[Saved entries]

= = = = =

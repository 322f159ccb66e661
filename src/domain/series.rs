//! Per-instrument bar series and the ingestion boundary.
//!
//! A `Series` is always strictly ascending by timestamp and contains only
//! well-formed bars. Malformed bars are dropped here and reported in an
//! `IngestReport`; ordering problems are structural and rejected outright.

use crate::domain::error::SignaldeskError;
use crate::domain::ohlcv::{Bar, MalformedReason};
use chrono::NaiveDateTime;

#[derive(Debug, Clone, PartialEq)]
pub struct Series {
    symbol: String,
    bars: Vec<Bar>,
}

#[derive(Debug, Clone, PartialEq)]
pub struct DroppedBar {
    pub timestamp: NaiveDateTime,
    pub reason: MalformedReason,
}

#[derive(Debug, Clone, Default, PartialEq)]
pub struct IngestReport {
    pub accepted: usize,
    pub dropped: Vec<DroppedBar>,
}

impl IngestReport {
    pub fn dropped_count(&self) -> usize {
        self.dropped.len()
    }
}

impl Series {
    /// Validate raw bars into a series.
    ///
    /// Malformed bars are skipped before the ordering check, so a malformed
    /// bar never causes an ordering error on its own.
    pub fn ingest(
        symbol: impl Into<String>,
        raw: Vec<Bar>,
    ) -> Result<(Series, IngestReport), SignaldeskError> {
        let symbol = symbol.into();
        let mut bars: Vec<Bar> = Vec::with_capacity(raw.len());
        let mut report = IngestReport::default();

        for bar in raw {
            if let Err(reason) = bar.check() {
                report.dropped.push(DroppedBar {
                    timestamp: bar.timestamp,
                    reason,
                });
                continue;
            }
            if let Some(prev) = bars.last() {
                if bar.timestamp == prev.timestamp {
                    return Err(SignaldeskError::DuplicateTimestamp {
                        symbol,
                        timestamp: bar.timestamp,
                    });
                }
                if bar.timestamp < prev.timestamp {
                    return Err(SignaldeskError::UnorderedSeries {
                        symbol,
                        index: bars.len(),
                    });
                }
            }
            bars.push(bar);
        }

        report.accepted = bars.len();
        Ok((Series { symbol, bars }, report))
    }

    pub fn empty(symbol: impl Into<String>) -> Self {
        Series {
            symbol: symbol.into(),
            bars: Vec::new(),
        }
    }

    pub fn symbol(&self) -> &str {
        &self.symbol
    }

    pub fn bars(&self) -> &[Bar] {
        &self.bars
    }

    pub fn len(&self) -> usize {
        self.bars.len()
    }

    pub fn is_empty(&self) -> bool {
        self.bars.is_empty()
    }
}

#[cfg(test)]
mod tests {
    use super::*;
    use chrono::NaiveDate;

    fn ts(day: u32) -> NaiveDateTime {
        NaiveDate::from_ymd_opt(2024, 3, day)
            .unwrap()
            .and_hms_opt(0, 0, 0)
            .unwrap()
    }

    fn bar(day: u32, close: f64) -> Bar {
        Bar {
            timestamp: ts(day),
            open: close,
            high: close + 1.0,
            low: close - 1.0,
            close,
            volume: 1000.0,
        }
    }

    #[test]
    fn ingest_keeps_valid_bars_in_order() {
        let (series, report) =
            Series::ingest("AAPL", vec![bar(1, 10.0), bar(2, 11.0), bar(3, 12.0)]).unwrap();
        assert_eq!(series.symbol(), "AAPL");
        assert_eq!(series.len(), 3);
        assert_eq!(report.accepted, 3);
        assert_eq!(report.dropped_count(), 0);
        let closes: Vec<f64> = series.bars().iter().map(|b| b.close).collect();
        assert_eq!(closes, vec![10.0, 11.0, 12.0]);
    }

    #[test]
    fn ingest_drops_malformed_and_counts_them() {
        let broken = Bar {
            high: 5.0,
            ..bar(2, 11.0)
        };
        let missing = Bar {
            close: f64::NAN,
            ..bar(3, 12.0)
        };
        let (series, report) =
            Series::ingest("TSLA", vec![bar(1, 10.0), broken, missing, bar(4, 13.0)]).unwrap();

        assert_eq!(series.len(), 2);
        assert_eq!(report.accepted, 2);
        assert_eq!(report.dropped_count(), 2);
        assert_eq!(report.dropped[0].reason, MalformedReason::HighLowViolation);
        assert_eq!(report.dropped[1].reason, MalformedReason::NonFinite);
        assert_eq!(report.dropped[1].timestamp, ts(3));
    }

    #[test]
    fn ingest_rejects_duplicate_timestamp() {
        let err = Series::ingest("KO", vec![bar(1, 10.0), bar(1, 10.5)]).unwrap_err();
        assert!(matches!(err, SignaldeskError::DuplicateTimestamp { .. }));
    }

    #[test]
    fn ingest_rejects_descending_timestamps() {
        let err = Series::ingest("PG", vec![bar(2, 10.0), bar(1, 10.5)]).unwrap_err();
        assert!(matches!(
            err,
            SignaldeskError::UnorderedSeries { index: 1, .. }
        ));
    }

    #[test]
    fn ingest_empty_is_not_an_error() {
        let (series, report) = Series::ingest("NFLX", Vec::new()).unwrap();
        assert!(series.is_empty());
        assert_eq!(report.accepted, 0);
    }
}
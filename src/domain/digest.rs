//! Structured notification payload.
//!
//! The daily summary an external notifier turns into a message: the latest
//! signal per instrument, the most recent notable rows, and the backtest
//! outcome. Nothing here formats text for delivery.

use crate::domain::indicator::IndicatorRow;
use crate::domain::metrics::PerformanceSummary;
use crate::domain::pipeline::{AnalysisMap, InstrumentAnalysis};
use crate::domain::position::Trade;
use crate::domain::signal::{CrossEvent, ExtremeTag, Signal, SignalRow};
use chrono::NaiveDateTime;
use std::collections::BTreeMap;

#[derive(Debug, Clone, PartialEq)]
pub struct SignalSnapshot {
    pub timestamp: NaiveDateTime,
    pub close: f64,
    pub rsi: Option<f64>,
    pub signal: Signal,
    pub cross: Option<CrossEvent>,
    pub tags: Vec<ExtremeTag>,
}

impl SignalSnapshot {
    fn from_row(row: &IndicatorRow, signal: &SignalRow) -> Self {
        SignalSnapshot {
            timestamp: row.bar.timestamp,
            close: row.close(),
            rsi: row.rsi,
            signal: signal.signal,
            cross: signal.cross,
            tags: signal.tags.clone(),
        }
    }
}

pub fn latest_snapshot(rows: &[IndicatorRow], signals: &[SignalRow]) -> Option<SignalSnapshot> {
    let row = rows.last()?;
    let signal = signals.get(rows.len() - 1)?;
    Some(SignalSnapshot::from_row(row, signal))
}

/// The `n` most recent rows carrying a cross or an extreme tag, newest first.
pub fn recent_events(rows: &[IndicatorRow], signals: &[SignalRow], n: usize) -> Vec<SignalSnapshot> {
    rows.iter()
        .zip(signals)
        .rev()
        .filter(|(_, s)| s.is_event())
        .take(n)
        .map(|(row, s)| SignalSnapshot::from_row(row, s))
        .collect()
}

#[derive(Debug, Clone, PartialEq)]
pub struct InstrumentDigest {
    pub summary: PerformanceSummary,
    pub trades: Vec<Trade>,
    pub latest: Option<SignalSnapshot>,
    pub recent: Vec<SignalSnapshot>,
}

impl InstrumentDigest {
    pub fn from_analysis(analysis: &InstrumentAnalysis, recent: usize) -> Self {
        let rows = &analysis.enriched.rows;
        InstrumentDigest {
            summary: analysis.backtest.summary.clone(),
            trades: analysis.backtest.trades.clone(),
            latest: latest_snapshot(rows, &analysis.signals),
            recent: recent_events(rows, &analysis.signals, recent),
        }
    }
}

#[derive(Debug, Clone, PartialEq, Default)]
pub struct Digest {
    pub instruments: BTreeMap<String, InstrumentDigest>,
}

impl Digest {
    /// Failed instruments are skipped.
    pub fn build(results: &AnalysisMap, recent: usize) -> Self {
        let instruments = results
            .iter()
            .filter_map(|(symbol, r)| {
                let analysis = r.as_ref().ok()?;
                Some((symbol.clone(), InstrumentDigest::from_analysis(analysis, recent)))
            })
            .collect();
        Digest { instruments }
    }

    pub fn is_empty(&self) -> bool {
        self.instruments.is_empty()
    }
}

#[cfg(test)]
mod tests {
    use super::*;
    use crate::domain::indicator::test_bars::closes_to_bars;

    fn rows(n: usize) -> Vec<IndicatorRow> {
        let closes: Vec<f64> = (0..n).map(|i| 100.0 + i as f64).collect();
        closes_to_bars(&closes)
            .into_iter()
            .map(|bar| IndicatorRow {
                bar,
                ema_fast: None,
                ema_slow: None,
                sma_fast: None,
                sma_slow: None,
                rsi: None,
                atr: None,
                bb_mid: None,
                bb_upper: None,
                bb_lower: None,
                bb_pct_b: None,
            })
            .collect()
    }

    fn plain(signal: Signal) -> SignalRow {
        SignalRow {
            signal,
            cross: None,
            tags: Vec::new(),
        }
    }

    #[test]
    fn latest_snapshot_uses_last_row() {
        let r = rows(3);
        let s = vec![plain(Signal::Flat), plain(Signal::Flat), plain(Signal::Short)];
        let snap = latest_snapshot(&r, &s).unwrap();
        assert_eq!(snap.close, 102.0);
        assert_eq!(snap.signal, Signal::Short);
        assert_eq!(snap.timestamp, r[2].bar.timestamp);
    }

    #[test]
    fn latest_snapshot_empty() {
        assert!(latest_snapshot(&[], &[]).is_none());
    }

    #[test]
    fn recent_events_newest_first() {
        let r = rows(5);
        let mut s: Vec<SignalRow> = (0..5).map(|_| plain(Signal::Long)).collect();
        s[1].cross = Some(CrossEvent::GoldenCross);
        s[2].tags = vec![ExtremeTag::Overbought];
        s[4].tags = vec![ExtremeTag::BreakingUpperBand];

        let events = recent_events(&r, &s, 2);
        assert_eq!(events.len(), 2);
        assert_eq!(events[0].close, 104.0);
        assert_eq!(events[1].close, 102.0);

        let all = recent_events(&r, &s, 10);
        assert_eq!(all.len(), 3);
        assert_eq!(all[2].cross, Some(CrossEvent::GoldenCross));
    }

    #[test]
    fn recent_events_zero_requested() {
        let r = rows(2);
        let mut s = vec![plain(Signal::Flat), plain(Signal::Flat)];
        s[1].tags = vec![ExtremeTag::Oversold];
        assert!(recent_events(&r, &s, 0).is_empty());
    }

    #[test]
    fn digest_skips_failed_instruments() {
        use crate::domain::error::SignaldeskError;
        use crate::domain::pipeline::{EngineConfig, analyze_instrument};
        use crate::domain::series::Series;

        let series = Series::ingest("AAPL", closes_to_bars(&[100.0, 101.0, 99.0])).unwrap().0;
        let analysis = analyze_instrument(&series, &EngineConfig::default()).unwrap();
        let mut results: AnalysisMap = BTreeMap::new();
        results.insert("AAPL".into(), Ok(analysis));
        results.insert(
            "BAD".into(),
            Err(SignaldeskError::NoData {
                symbol: "BAD".into(),
            }),
        );

        let digest = Digest::build(&results, 5);
        assert_eq!(digest.instruments.len(), 1);
        let aapl = &digest.instruments["AAPL"];
        assert_eq!(aapl.latest.as_ref().unwrap().close, 99.0);
        assert_eq!(aapl.summary.trade_count, aapl.trades.len());
    }
}
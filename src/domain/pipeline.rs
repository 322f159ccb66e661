//! Per-instrument analysis pipeline.
//!
//! indicators -> signals -> backtest for one `Series`, and the same over a
//! whole `SeriesStore` with one rayon task per instrument. Each task reads
//! only its own series and writes only its own key, so a failing instrument
//! never touches the others.

use crate::domain::aggregate::{AggregateInput, AggregateRow, aggregate};
use crate::domain::backtest::{BacktestConfig, BacktestResult, run_backtest};
use crate::domain::error::SignaldeskError;
use crate::domain::indicator::{self, EnrichedSeries, IndicatorParams};
use crate::domain::series::Series;
use crate::domain::signal::{self, SignalParams, SignalRow};
use crate::domain::store::SeriesStore;
use crate::ports::data_port::DataPort;
use chrono::NaiveDate;
use rayon::prelude::*;
use std::collections::BTreeMap;
use tracing::{debug, info, warn};

#[derive(Debug, Clone, PartialEq, Default)]
pub struct EngineConfig {
    pub indicators: IndicatorParams,
    pub signals: SignalParams,
    pub backtest: BacktestConfig,
}

impl EngineConfig {
    pub fn validate(&self) -> Result<(), SignaldeskError> {
        self.indicators.validate()?;
        self.signals.validate()?;
        self.backtest.validate()?;
        Ok(())
    }
}

#[derive(Debug, Clone, PartialEq)]
pub struct InstrumentAnalysis {
    pub enriched: EnrichedSeries,
    pub signals: Vec<SignalRow>,
    pub backtest: BacktestResult,
}

impl InstrumentAnalysis {
    pub fn symbol(&self) -> &str {
        &self.enriched.symbol
    }

    pub fn aggregate_input(&self) -> AggregateInput<'_> {
        AggregateInput {
            symbol: &self.enriched.symbol,
            rows: &self.enriched.rows,
            signals: &self.signals,
            backtest: Some(&self.backtest),
        }
    }
}

pub type AnalysisMap = BTreeMap<String, Result<InstrumentAnalysis, SignaldeskError>>;

/// What happened while filling a `SeriesStore` from a `DataPort`.
#[derive(Debug, Default)]
pub struct LoadReport {
    pub loaded: Vec<String>,
    pub skipped: Vec<(String, SignaldeskError)>,
    pub dropped_bars: usize,
}

/// Fetch and ingest each symbol. A symbol that cannot be fetched or ingested
/// is skipped and recorded; the others still load.
pub fn load_store(
    data: &dyn DataPort,
    symbols: &[String],
    start: Option<NaiveDate>,
    end: Option<NaiveDate>,
) -> (SeriesStore, LoadReport) {
    let mut store = SeriesStore::new();
    let mut report = LoadReport::default();

    for symbol in symbols {
        let loaded = data
            .fetch_bars(symbol, start, end)
            .and_then(|bars| Series::ingest(symbol.as_str(), bars));
        match loaded {
            Ok((series, ingest)) => {
                if ingest.dropped_count() > 0 {
                    warn!(
                        symbol = %symbol,
                        dropped = ingest.dropped_count(),
                        accepted = ingest.accepted,
                        "dropped malformed bars"
                    );
                }
                debug!(symbol = %symbol, bars = series.len(), "series loaded");
                report.dropped_bars += ingest.dropped_count();
                report.loaded.push(symbol.clone());
                store.insert(series);
            }
            Err(e) => {
                warn!(symbol = %symbol, error = %e, "skipping instrument");
                report.skipped.push((symbol.clone(), e));
            }
        }
    }

    (store, report)
}

pub fn analyze_instrument(
    series: &Series,
    config: &EngineConfig,
) -> Result<InstrumentAnalysis, SignaldeskError> {
    let enriched = indicator::compute(series, &config.indicators)?;
    let signals = signal::detect(&enriched.rows, &config.signals);
    let backtest = run_backtest(&enriched.rows, &signals, &config.backtest)?;
    debug!(
        symbol = %series.symbol(),
        bars = enriched.len(),
        trades = backtest.summary.trade_count,
        "instrument analysed"
    );
    Ok(InstrumentAnalysis {
        enriched,
        signals,
        backtest,
    })
}

fn log_outcome(results: &AnalysisMap) {
    let failed = results.values().filter(|r| r.is_err()).count();
    for (symbol, result) in results {
        if let Err(e) = result {
            warn!(symbol = %symbol, error = %e, "instrument analysis failed");
        }
    }
    info!(instruments = results.len(), failed, "analysis complete");
}

/// Analyse every instrument in parallel. Configuration is validated once up
/// front; per-instrument failures land in that instrument's slot.
pub fn analyze_store(
    store: &SeriesStore,
    config: &EngineConfig,
) -> Result<AnalysisMap, SignaldeskError> {
    config.validate()?;
    let series: Vec<&Series> = store.iter().map(|(_, s)| s).collect();
    let results: AnalysisMap = series
        .par_iter()
        .map(|s| (s.symbol().to_string(), analyze_instrument(s, config)))
        .collect();
    log_outcome(&results);
    Ok(results)
}

/// Same output as [`analyze_store`], on the calling thread.
pub fn analyze_store_sequential(
    store: &SeriesStore,
    config: &EngineConfig,
) -> Result<AnalysisMap, SignaldeskError> {
    config.validate()?;
    let results: AnalysisMap = store
        .iter()
        .map(|(symbol, s)| (symbol.clone(), analyze_instrument(s, config)))
        .collect();
    log_outcome(&results);
    Ok(results)
}

/// Aggregate table over the successful analyses.
pub fn aggregate_results(results: &AnalysisMap) -> Vec<AggregateRow> {
    aggregate(
        results
            .values()
            .filter_map(|r| r.as_ref().ok())
            .map(InstrumentAnalysis::aggregate_input),
    )
}
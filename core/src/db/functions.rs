//! SQL functions registered on every history connection.

use rusqlite::Connection;
use rusqlite::functions::FunctionFlags;

/// Name under which [`hostname`] is callable from SQL
pub const HOSTNAME_FN: &str = "hostname";

const UNKNOWN_HOST: &str = "Unknown";

/// Third `/`-delimited component of a URL, or `"Unknown"` when there is none.
///
/// `https://example.com/a` yields `example.com`; `about:config` yields
/// `Unknown`. Ports and credentials are kept as part of the component.
pub fn hostname(url: &str) -> &str {
    url.split('/').nth(2).unwrap_or(UNKNOWN_HOST)
}

/// Register `hostname(url)` on a connection
pub fn register(conn: &Connection) -> rusqlite::Result<()> {
    conn.create_scalar_function(
        HOSTNAME_FN,
        1,
        FunctionFlags::SQLITE_UTF8 | FunctionFlags::SQLITE_DETERMINISTIC,
        |ctx| {
            let url = ctx.get::<Option<String>>(0)?;
            Ok(url
                .as_deref()
                .map(hostname)
                .unwrap_or(UNKNOWN_HOST)
                .to_string())
        },
    )
}
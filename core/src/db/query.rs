//! Builds the `moz_places` search statement.
//!
//! Every search term and the row limit are bound as parameters; only the
//! fixed column, grouping and ordering fragments are spliced into the text.

use rusqlite::types::Value;

use crate::config::{Order, SearchConfig};

use super::functions::HOSTNAME_FN;

/// A statement ready to run: SQL text plus positional parameters
#[derive(Debug, Clone, PartialEq)]
pub struct SearchQuery {
    pub sql: String,
    pub params: Vec<Value>,
}

/// Split a query on single spaces. Runs of spaces yield empty terms, which
/// match every row.
pub fn split_terms(query: &str) -> Vec<&str> {
    query.split(' ').collect()
}

/// Wrap a term for substring matching with `LIKE`
fn like_pattern(term: &str) -> String {
    format!("%{term}%")
}

/// Ranking expression for `order`, in its aggregate form when grouping by host
fn order_key(order: Order, aggregate: bool) -> String {
    match (order, aggregate) {
        (Order::Frecency, false) => "frecency".to_string(),
        (Order::Visit, false) => "visit_count".to_string(),
        (Order::Recent, false) => "last_visit_date".to_string(),
        (Order::Url, false) => "url".to_string(),
        (Order::Frecency, true) => "sum(frecency)".to_string(),
        (Order::Visit, true) => "sum(visit_count)".to_string(),
        (Order::Recent, true) => "max(last_visit_date)".to_string(),
        (Order::Url, true) => format!("{HOSTNAME_FN}(url)"),
    }
}

/// Compose the search statement for `query` under `config`
pub fn build_search(query: &str, config: &SearchConfig) -> SearchQuery {
    let host_expr = format!("{HOSTNAME_FN}(url)");
    let mut params = Vec::new();

    let mut sql = if config.aggregate {
        format!("SELECT {host_expr}, title FROM moz_places WHERE ")
    } else {
        "SELECT DISTINCT url, title FROM moz_places WHERE ".to_string()
    };

    let predicates: Vec<String> = split_terms(query)
        .into_iter()
        .map(|term| {
            params.push(Value::Text(like_pattern(term)));
            let n = params.len();
            format!("((url LIKE ?{n}) OR (title LIKE ?{n}))")
        })
        .collect();
    sql.push_str(&predicates.join(" AND "));

    if config.aggregate {
        sql.push_str(&format!(" GROUP BY {host_expr}"));
    }

    params.push(Value::Integer(config.limit));
    sql.push_str(&format!(
        " ORDER BY {} DESC LIMIT ?{}",
        order_key(config.order, config.aggregate),
        params.len()
    ));

    SearchQuery { sql, params }
}

#[cfg(test)]
mod tests {
    use super::*;

    fn config(aggregate: bool, order: Order, limit: i64) -> SearchConfig {
        SearchConfig {
            aggregate,
            order,
            limit,
            ..SearchConfig::default()
        }
    }

    #[test]
    fn test_split_terms_single_spaces() {
        assert_eq!(split_terms("mozilla firefox"), vec!["mozilla", "firefox"]);
        assert_eq!(split_terms(""), vec![""]);
        assert_eq!(split_terms(" "), vec!["", ""]);
        assert_eq!(split_terms("a  b"), vec!["a", "", "b"]);
    }

    #[test]
    fn test_build_plain_visit_query() {
        let query = build_search("mozilla firefox", &config(false, Order::Visit, 5));
        assert_eq!(
            query.sql,
            "SELECT DISTINCT url, title FROM moz_places WHERE \
             ((url LIKE ?1) OR (title LIKE ?1)) AND ((url LIKE ?2) OR (title LIKE ?2)) \
             ORDER BY visit_count DESC LIMIT ?3"
        );
        assert_eq!(
            query.params,
            vec![
                Value::Text("%mozilla%".to_string()),
                Value::Text("%firefox%".to_string()),
                Value::Integer(5),
            ]
        );
    }

    #[test]
    fn test_build_aggregate_query() {
        let query = build_search("docs", &config(true, Order::Frecency, 3));
        assert_eq!(
            query.sql,
            "SELECT hostname(url), title FROM moz_places WHERE \
             ((url LIKE ?1) OR (title LIKE ?1)) \
             GROUP BY hostname(url) ORDER BY sum(frecency) DESC LIMIT ?2"
        );
    }

    #[test]
    fn test_order_keys() {
        assert_eq!(order_key(Order::Frecency, false), "frecency");
        assert_eq!(order_key(Order::Visit, true), "sum(visit_count)");
        assert_eq!(order_key(Order::Recent, false), "last_visit_date");
        assert_eq!(order_key(Order::Recent, true), "max(last_visit_date)");
        assert_eq!(order_key(Order::Url, false), "url");
        assert_eq!(order_key(Order::Url, true), "hostname(url)");
    }

    #[test]
    fn test_terms_are_bound_not_spliced() {
        let hostile = "x\") OR 1=1; DROP TABLE moz_places; --";
        let query = build_search(hostile, &config(false, Order::Url, 10));
        assert!(!query.sql.contains("DROP"));
        assert!(!query.sql.contains('"'));
        assert_eq!(
            query.params[0],
            Value::Text("%x\")%".to_string())
        );
        // One parameter per space-separated term, plus the limit
        assert_eq!(query.params.len(), split_terms(hostile).len() + 1);
    }
}
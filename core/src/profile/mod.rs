//! Firefox profile discovery.
//!
//! Probes candidate roots under the home directory for `profiles.ini`,
//! then resolves the selected profile's `places.sqlite`.

mod registry;

pub use registry::Registry;

use std::path::{Path, PathBuf};

use tracing::{Span, debug, error};

use crate::config::split_profile_paths;
use crate::error::{Error, Result};

pub const REGISTRY_FILE: &str = "profiles.ini";
pub const PLACES_FILE: &str = "places.sqlite";

/// Section read when no other profile selection is configured
const FIRST_PROFILE_SECTION: &str = "Profile0";

/// Which registry entry supplies the profile directory
#[derive(Debug, Clone, Copy, Default, PartialEq, Eq)]
pub enum ProfileSelection {
    /// Always `[Profile0]`
    #[default]
    First,
    /// The profile Firefox marks as default, falling back to `[Profile0]`
    Default,
}

/// Resolves the history database of a Firefox profile
#[derive(Debug, Clone)]
pub struct ProfileLocator {
    home: PathBuf,
    selection: ProfileSelection,
    span: Span,
}

impl ProfileLocator {
    /// Create a locator rooted at `home`. Events are recorded inside `span`.
    pub fn new(home: impl Into<PathBuf>, span: Span) -> Self {
        Self {
            home: home.into(),
            selection: ProfileSelection::default(),
            span,
        }
    }

    /// Create a locator rooted at the current user's home directory
    pub fn from_home_dir(span: Span) -> Result<Self> {
        let base = directories::BaseDirs::new().ok_or(Error::HomeDirNotFound)?;
        Ok(Self::new(base.home_dir(), span))
    }

    pub fn with_selection(mut self, selection: ProfileSelection) -> Self {
        self.selection = selection;
        self
    }

    pub fn home(&self) -> &Path {
        &self.home
    }

    /// Find the first candidate root holding a profile registry.
    ///
    /// Candidates are tried in order and the first match wins.
    pub fn find_firefox_root(&self, search_paths: &str) -> Result<PathBuf> {
        let _enter = self.span.enter();
        let mut searched = Vec::new();

        for fragment in split_profile_paths(search_paths) {
            let candidate = self.home.join(fragment);
            debug!("Checking path: {}", candidate.display());
            if candidate.join(REGISTRY_FILE).exists() {
                return Ok(candidate);
            }
            searched.push(candidate);
        }

        Err(Error::ProfilesNotFound { searched })
    }

    /// Resolve the path of `places.sqlite`.
    ///
    /// Fails when no candidate holds `profiles.ini` or the registry lacks the
    /// profile entry. A registry pointing at a missing database is logged and
    /// yields `Ok(None)`.
    pub fn locate(&self, search_paths: &str) -> Result<Option<PathBuf>> {
        let firefox_root = self.find_firefox_root(search_paths)?;
        let _enter = self.span.enter();

        let registry_path = firefox_root.join(REGISTRY_FILE);
        debug!("Config path {}", registry_path.display());
        let registry = Registry::read(&registry_path)?;

        let profile_dir = self.profile_dir(&registry).ok_or_else(|| Error::ProfileEntry {
            registry: registry_path.clone(),
            section: FIRST_PROFILE_SECTION.to_string(),
        })?;

        // An absolute Path (IsRelative=0) replaces the root on join
        let places = firefox_root.join(profile_dir).join(PLACES_FILE);
        debug!("Sql path {}", places.display());

        if !places.exists() {
            error!("Firefox places.sqlite not found at {}", places.display());
            return Ok(None);
        }

        Ok(Some(places))
    }

    fn profile_dir<'a>(&self, registry: &'a Registry) -> Option<&'a str> {
        let first = || registry.get(FIRST_PROFILE_SECTION, "Path");
        match self.selection {
            ProfileSelection::First => first(),
            ProfileSelection::Default => registry.default_profile_path().or_else(first),
        }
    }
}
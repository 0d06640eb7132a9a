//! Reader for Firefox's `profiles.ini`.
//!
//! Sections are matched case-sensitively and keys case-insensitively.
//! Lines starting with `;` or `#` are comments; both `key=value` and
//! `key: value` are accepted.

use std::path::Path;

use crate::error::Result;

/// A parsed profile registry
#[derive(Debug, Clone, Default)]
pub struct Registry {
    sections: Vec<Section>,
}

#[derive(Debug, Clone)]
struct Section {
    name: String,
    entries: Vec<(String, String)>,
}

impl Registry {
    /// Read and parse a registry file
    pub fn read(path: &Path) -> Result<Self> {
        let content = std::fs::read_to_string(path)?;
        Ok(Self::parse(&content))
    }

    /// Parse registry text. Malformed lines are skipped.
    pub fn parse(content: &str) -> Self {
        let mut sections: Vec<Section> = Vec::new();

        for line in content.lines() {
            let line = line.trim();
            if line.is_empty() || line.starts_with(';') || line.starts_with('#') {
                continue;
            }

            if let Some(name) = line.strip_prefix('[').and_then(|l| l.strip_suffix(']')) {
                sections.push(Section {
                    name: name.trim().to_string(),
                    entries: Vec::new(),
                });
                continue;
            }

            // Entries before the first section header have nowhere to go
            let Some(section) = sections.last_mut() else {
                continue;
            };

            if let Some((key, value)) = line.split_once(['=', ':']) {
                section
                    .entries
                    .push((key.trim().to_lowercase(), value.trim().to_string()));
            }
        }

        Self { sections }
    }

    /// Look up `key` in `section`. Later duplicates win.
    pub fn get(&self, section: &str, key: &str) -> Option<&str> {
        let key = key.to_lowercase();
        self.sections
            .iter()
            .filter(|s| s.name == section)
            .flat_map(|s| s.entries.iter())
            .filter(|(k, _)| *k == key)
            .map(|(_, v)| v.as_str())
            .last()
    }

    /// Names of all sections, in file order
    pub fn section_names(&self) -> impl Iterator<Item = &str> {
        self.sections.iter().map(|s| s.name.as_str())
    }

    /// Resolve the profile directory Firefox treats as default.
    ///
    /// An `[Install...]` section's `Default` path wins, then the first
    /// `[Profile...]` section flagged `Default=1`.
    pub fn default_profile_path(&self) -> Option<&str> {
        let install_default = self
            .section_names()
            .filter(|name| name.starts_with("Install"))
            .find_map(|name| self.get(name, "Default"));
        if install_default.is_some() {
            return install_default;
        }

        self.section_names()
            .filter(|name| name.starts_with("Profile"))
            .find(|name| self.get(name, "Default") == Some("1"))
            .and_then(|name| self.get(name, "Path"))
    }
}
//! Keyword search over a Firefox profile's browsing history.
//!
//! [`ProfileLocator`] finds `places.sqlite` through `profiles.ini`, and
//! [`HistoryEngine`] searches a private copy of it.

pub mod config;
pub mod db;
pub mod error;
pub mod profile;

pub use config::{Order, SearchConfig};
pub use db::{EngineState, HistoryEngine, HistoryRow};
pub use error::{Error, Result};
pub use profile::{ProfileLocator, ProfileSelection};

= = = = =

■ **Task requirements**:
From the entries above, copy every line where the word "when" shows up.

■ **Exercise solution**:
/// Third `/`-delimited component of a URL, or `"Unknown"` when there is none.
/// Ranking expression for `order`, in its aggregate form when grouping by host
/// Section read when no other profile selection is configured
    /// Fails when no candidate holds `profiles.ini` or the registry lacks the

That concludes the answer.